WORK ITEM
State how many lines in the listing below contain the word "Like", and write nothing else.
● ● ● ● ● ● ●
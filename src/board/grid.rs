use std::fmt;
use std::str::FromStr;

use rand::Rng;

use crate::board::{Cell, Digit, DigitSet};
use crate::consts::N_CELLS;
use crate::difficulty::Difficulty;
use crate::errors::{Error, FromBytesError, LineParseError};
use crate::{generator, solver};

/// The main structure exposing all the functionality of the library.
///
/// A `Grid` is a 9x9 sudoku board stored as 81 bytes in row-major order,
/// where `0` marks an empty cell and `1..=9` a digit. Nothing else about the
/// contents is guaranteed; a grid may be empty, partially filled, solved or
/// even contradictory. The generation and carving methods only ever produce
/// conflict-free grids.
#[derive(Copy, Clone, Eq, PartialEq, Hash)]
pub struct Grid(pub(crate) [u8; N_CELLS]);

impl Grid {
    /// Creates a grid of 81 empty cells.
    pub fn empty() -> Grid {
        Grid([0; N_CELLS])
    }

    /// Creates a grid from an array of cell values in row-major order,
    /// `0` marking empty cells.
    pub fn from_bytes(bytes: [u8; N_CELLS]) -> Result<Grid, FromBytesError> {
        match bytes.iter().all(|&num| num <= 9) {
            true => Ok(Grid(bytes)),
            false => Err(FromBytesError(())),
        }
    }

    /// Returns the cell values in row-major order, `0` marking empty cells.
    pub fn to_bytes(self) -> [u8; N_CELLS] {
        self.0
    }

    /// Returns the digit in `cell`, if any.
    pub fn get(&self, cell: Cell) -> Option<Digit> {
        Digit::new_checked(self.0[cell.as_index()])
    }

    /// Sets or clears `cell`.
    pub fn set(&mut self, cell: Cell, digit: Option<Digit>) {
        self.0[cell.as_index()] = digit.map_or(0, Digit::get);
    }

    /// Number of filled cells.
    pub fn n_clues(&self) -> u8 {
        self.0.iter().filter(|&&num| num != 0).count() as u8
    }

    /// Returns whether every cell is filled.
    pub fn is_filled(&self) -> bool {
        self.0.iter().all(|&num| num != 0)
    }

    /// Returns whether `digit` could be placed in `cell` without a direct
    /// conflict, i.e. whether the digit already occurs somewhere in the
    /// cell's row, column or box.
    ///
    /// The scan covers all 27 peers including the target cell itself, so a
    /// cell that already holds `digit` reports `false`. Empty cells never
    /// conflict. No look-ahead happens here; a placement can be valid and
    /// still lead into an unsolvable position.
    pub fn is_valid_placement(&self, cell: Cell, digit: Digit) -> bool {
        solver::is_valid_placement(self, cell.as_index(), digit.get())
    }

    /// Tries to complete the grid in place via depth-first search, visiting
    /// empty cells in row-major order and trying candidates in ascending
    /// order. Returns whether a completion was found.
    ///
    /// On success the grid is fully filled. On failure it is left exactly as
    /// it was, every tentative placement having been backtracked. `false` is
    /// the normal answer for contradictory inputs, not an error.
    ///
    /// Pre-existing conflicts between filled cells are not detected; only
    /// newly placed digits are checked. Use [`has_no_duplicates`](Self::has_no_duplicates)
    /// to vet untrusted grids first.
    pub fn solve(&mut self) -> bool {
        solver::solve(self)
    }

    /// Returns a solved copy of the grid, if it is solvable. The grid itself
    /// is not touched.
    pub fn solution(&self) -> Option<Grid> {
        let mut solution = *self;
        match solution.solve() {
            true => Some(solution),
            false => None,
        }
    }

    /// Generates a random, fully solved grid.
    ///
    /// Candidate digits are reshuffled at every empty cell during the search,
    /// so repeated calls produce different grids. Fails with
    /// [`Error::GenerationFailure`] if no valid grid is found within the
    /// attempt budget, which does not happen in practice.
    pub fn generate_filled() -> Result<Grid, Error> {
        generator::generate_filled(&mut rand::thread_rng())
    }

    /// Like [`generate_filled`](Self::generate_filled), but draws randomness
    /// from `rng`. A seeded generator reproduces the same grid.
    pub fn generate_filled_with<R: Rng>(rng: &mut R) -> Result<Grid, Error> {
        generator::generate_filled(rng)
    }

    /// Carves a puzzle out of this solved grid by blanking cells in random
    /// order until only the difficulty's clue count remains, keeping the
    /// puzzle solvable the whole way through.
    ///
    /// Every removal is vetted by the solver on a scratch copy; removals that
    /// would make the puzzle unsolvable are rolled back. Fails with
    /// [`Error::CarveFailure`] if the clue target cannot be reached with a
    /// solvable puzzle within the attempt budget, as happens when the input
    /// grid is not actually a valid solution.
    ///
    /// Solvability is the only criterion. Carved puzzles may have more than
    /// one completion, especially at low clue counts.
    pub fn carve_puzzle(&self, difficulty: Difficulty) -> Result<Grid, Error> {
        generator::carve(self, difficulty, &mut rand::thread_rng())
    }

    /// Like [`carve_puzzle`](Self::carve_puzzle), but draws randomness from `rng`.
    pub fn carve_puzzle_with<R: Rng>(&self, difficulty: Difficulty, rng: &mut R) -> Result<Grid, Error> {
        generator::carve(self, difficulty, rng)
    }

    /// Returns whether no row, column or box contains the same digit twice.
    /// Empty cells are ignored, so a sparse puzzle passes.
    pub fn has_no_duplicates(&self) -> bool {
        let rows = (0..9).all(|row| no_repeats((0..9).map(|col| self.0[row * 9 + col])));
        let cols = (0..9).all(|col| no_repeats((0..9).map(|row| self.0[row * 9 + col])));
        let blocks = (0..9).all(|block| {
            let origin = block / 3 * 27 + block % 3 * 3;
            no_repeats((0..9).map(|i| self.0[origin + i / 3 * 9 + i % 3]))
        });
        rows && cols && blocks
    }

    /// Returns whether the grid is completely and correctly solved, i.e.
    /// every cell is filled and every row, column and box holds each digit
    /// exactly once.
    pub fn is_solved_grid(&self) -> bool {
        self.is_filled() && self.has_no_duplicates()
    }

    /// Reads a grid from a string of 81 cell characters in row-major order.
    /// Digits stand for themselves, `'0'`, `'.'` and `'_'` for empty cells.
    ///
    /// ```
    /// use sudoku_engine::Grid;
    ///
    /// let line = "..3.2.6..9..3.5..1..18.64....81.29..7.......8..67.82....26.95..8..2.3..9..5.1.3..";
    /// let grid = Grid::from_str_line(line).unwrap();
    /// assert_eq!(grid.n_clues(), 32);
    /// ```
    pub fn from_str_line(s: &str) -> Result<Grid, LineParseError> {
        let mut grid = [0; N_CELLS];
        let mut n_cells = 0;
        for ch in s.chars() {
            let num = match ch {
                '1'..='9' => ch as u8 - b'0',
                '0' | '.' | '_' => 0,
                _ => return Err(LineParseError::InvalidEntry { cell: n_cells as u8, ch }),
            };
            if n_cells == N_CELLS {
                return Err(LineParseError::TooManyCells);
            }
            grid[n_cells] = num;
            n_cells += 1;
        }
        if n_cells < N_CELLS {
            return Err(LineParseError::NotEnoughCells(n_cells as u8));
        }
        Ok(Grid(grid))
    }

    /// Writes the grid as a line of 81 characters, `'.'` marking empty cells.
    pub fn to_str_line(&self) -> String {
        self.0
            .iter()
            .map(|&num| match num {
                0 => '.',
                num => (b'0' + num) as char,
            })
            .collect()
    }
}

// row/col/box sweep helper, empty cells never count as repeats
fn no_repeats(values: impl Iterator<Item = u8>) -> bool {
    let mut seen = DigitSet::NONE;
    for num in values {
        if let Some(digit) = Digit::new_checked(num) {
            if seen.contains(digit) {
                return false;
            }
            seen.insert(digit);
        }
    }
    true
}

impl FromStr for Grid {
    type Err = LineParseError;

    fn from_str(s: &str) -> Result<Grid, LineParseError> {
        Grid::from_str_line(s)
    }
}

impl fmt::Display for Grid {
    fn fmt(&self, f: &mut fmt::Formatter<'_>) -> fmt::Result {
        for (idx, &num) in self.0.iter().enumerate() {
            match (idx / 9, idx % 9) {
                (0, 0) => (),
                (3, 0) | (6, 0) => f.write_str("\n\n")?, // separate bands
                (_, 0) => f.write_str("\n")?,
                (_, 3) | (_, 6) => f.write_str(" ")?, // separate stacks
                _ => (),
            }
            match num {
                0 => f.write_str("_")?,
                num => write!(f, "{}", num)?,
            }
        }
        Ok(())
    }
}

impl fmt::Debug for Grid {
    fn fmt(&self, f: &mut fmt::Formatter<'_>) -> fmt::Result {
        write!(f, "Grid({})", self.to_str_line())
    }
}

// Serde can't derive on an 81 element array. Human-readable formats get the
// line form, binary formats the raw cell bytes.
#[cfg(feature = "serde")]
mod serde_impls {
    use std::fmt;

    use serde::de::{self, SeqAccess, Visitor};
    use serde::{Deserialize, Deserializer, Serialize, Serializer};

    use super::{Grid, N_CELLS};

    impl Serialize for Grid {
        fn serialize<S: Serializer>(&self, serializer: S) -> Result<S::Ok, S::Error> {
            if serializer.is_human_readable() {
                serializer.serialize_str(&self.to_str_line())
            } else {
                serializer.serialize_bytes(&self.0)
            }
        }
    }

    impl<'de> Deserialize<'de> for Grid {
        fn deserialize<D: Deserializer<'de>>(deserializer: D) -> Result<Grid, D::Error> {
            if deserializer.is_human_readable() {
                deserializer.deserialize_str(LineVisitor)
            } else {
                deserializer.deserialize_bytes(ByteVisitor)
            }
        }
    }

    struct LineVisitor;

    impl<'de> Visitor<'de> for LineVisitor {
        type Value = Grid;

        fn expecting(&self, f: &mut fmt::Formatter<'_>) -> fmt::Result {
            f.write_str("a line of 81 cell characters")
        }

        fn visit_str<E: de::Error>(self, line: &str) -> Result<Grid, E> {
            Grid::from_str_line(line).map_err(de::Error::custom)
        }
    }

    struct ByteVisitor;

    impl<'de> Visitor<'de> for ByteVisitor {
        type Value = Grid;

        fn expecting(&self, f: &mut fmt::Formatter<'_>) -> fmt::Result {
            f.write_str("81 cell values")
        }

        fn visit_bytes<E: de::Error>(self, bytes: &[u8]) -> Result<Grid, E> {
            let bytes: [u8; N_CELLS] = bytes
                .try_into()
                .map_err(|_| E::invalid_length(bytes.len(), &self))?;
            Grid::from_bytes(bytes).map_err(de::Error::custom)
        }

        fn visit_seq<A: SeqAccess<'de>>(self, mut seq: A) -> Result<Grid, A::Error> {
            let mut bytes = [0; N_CELLS];
            for (cell, num) in bytes.iter_mut().enumerate() {
                *num = seq
                    .next_element()?
                    .ok_or_else(|| de::Error::invalid_length(cell, &self))?;
            }
            Grid::from_bytes(bytes).map_err(de::Error::custom)
        }
    }
}
//! Difficulty tiers and their clue counts.

use strum_macros::{Display, EnumIter, EnumString};

/// Difficulty tier of a carved puzzle, ordered easiest to hardest.
///
/// A tier is nothing more than the number of clues the carver leaves
/// standing; fewer clues make for a harder puzzle. String conversions in
/// both directions use the lowercase tier name, so `"easy".parse()` and
/// `Difficulty::Easy.to_string()` round-trip.
#[derive(Copy, Clone, Debug, Eq, PartialEq, Hash, Display, EnumIter, EnumString)]
#[strum(serialize_all = "lowercase")]
#[cfg_attr(feature = "serde", derive(serde::Serialize, serde::Deserialize))]
#[cfg_attr(feature = "serde", serde(rename_all = "lowercase"))]
pub enum Difficulty {
    /// 40 clues remain.
    Easy,
    /// 32 clues remain.
    Normal,
    /// 25 clues remain.
    Hard,
}

impl Difficulty {
    /// Number of filled cells a puzzle of this tier keeps out of 81.
    pub fn clue_count(self) -> u8 {
        match self {
            Difficulty::Easy => 40,
            Difficulty::Normal => 32,
            Difficulty::Hard => 25,
        }
    }

    /// Tier number starting from `0`, for indexing.
    pub(crate) fn as_index(self) -> usize {
        self as usize
    }
}
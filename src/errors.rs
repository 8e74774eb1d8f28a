//! Errors reported by generation, carving and parsing.

#[cfg(doc)]
use crate::Grid;

use crate::generator::MAX_ATTEMPTS;

/// Error for the randomized generation pipeline.
///
/// Both generation and carving retry a bounded number of times before giving
/// up. An unsolvable but well-formed grid is not an error anywhere in this
/// crate; the solver reports it as an ordinary `false`.
#[derive(Copy, Clone, Debug, Eq, PartialEq, thiserror::Error)]
pub enum Error {
    /// No valid full grid came out of the randomized search within the
    /// attempt budget.
    #[error("full board generation failed {} times in a row", MAX_ATTEMPTS)]
    GenerationFailure,
    /// Carving never reached the difficulty's clue count with a solvable
    /// puzzle within the attempt budget. The usual cause is an input grid
    /// that is not actually a valid solution.
    #[error("puzzle carving failed {} times in a row", MAX_ATTEMPTS)]
    CarveFailure,
}

/// Error for [`Grid::from_bytes`]
#[derive(Debug, thiserror::Error)]
#[error("byte array contains entries >9")]
pub struct FromBytesError(pub(crate) ());

/// Error for [`Grid::from_str_line`]
#[derive(Copy, Clone, Debug, Eq, PartialEq, thiserror::Error)]
pub enum LineParseError {
    /// Accepted cell characters are `1..=9` for digits and `0`, `.` or `_`
    /// for empty cells.
    #[error("cell {cell} contains invalid character '{ch}'")]
    InvalidEntry {
        /// Cell number of the invalid entry, counted in row-major order.
        cell: u8,
        /// The offending character.
        ch: char,
    },
    /// Line contains less than 81 cells.
    #[error("line contains {0} cells instead of 81")]
    NotEnoughCells(u8),
    /// Line contains more than 81 cells.
    #[error("line contains more than 81 cells")]
    TooManyCells,
}
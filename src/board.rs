//! Types for cells, digits and other things on a sudoku board
mod cell;
mod digit;
mod digit_set;
mod grid;

#[rustfmt::skip]
pub use self::{
    grid::Grid,
    cell::Cell,
    digit::Digit,
    digit_set::DigitSet,
};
● ● ● ● ● ● ●
OUTPUT OF THE EXERCISE
2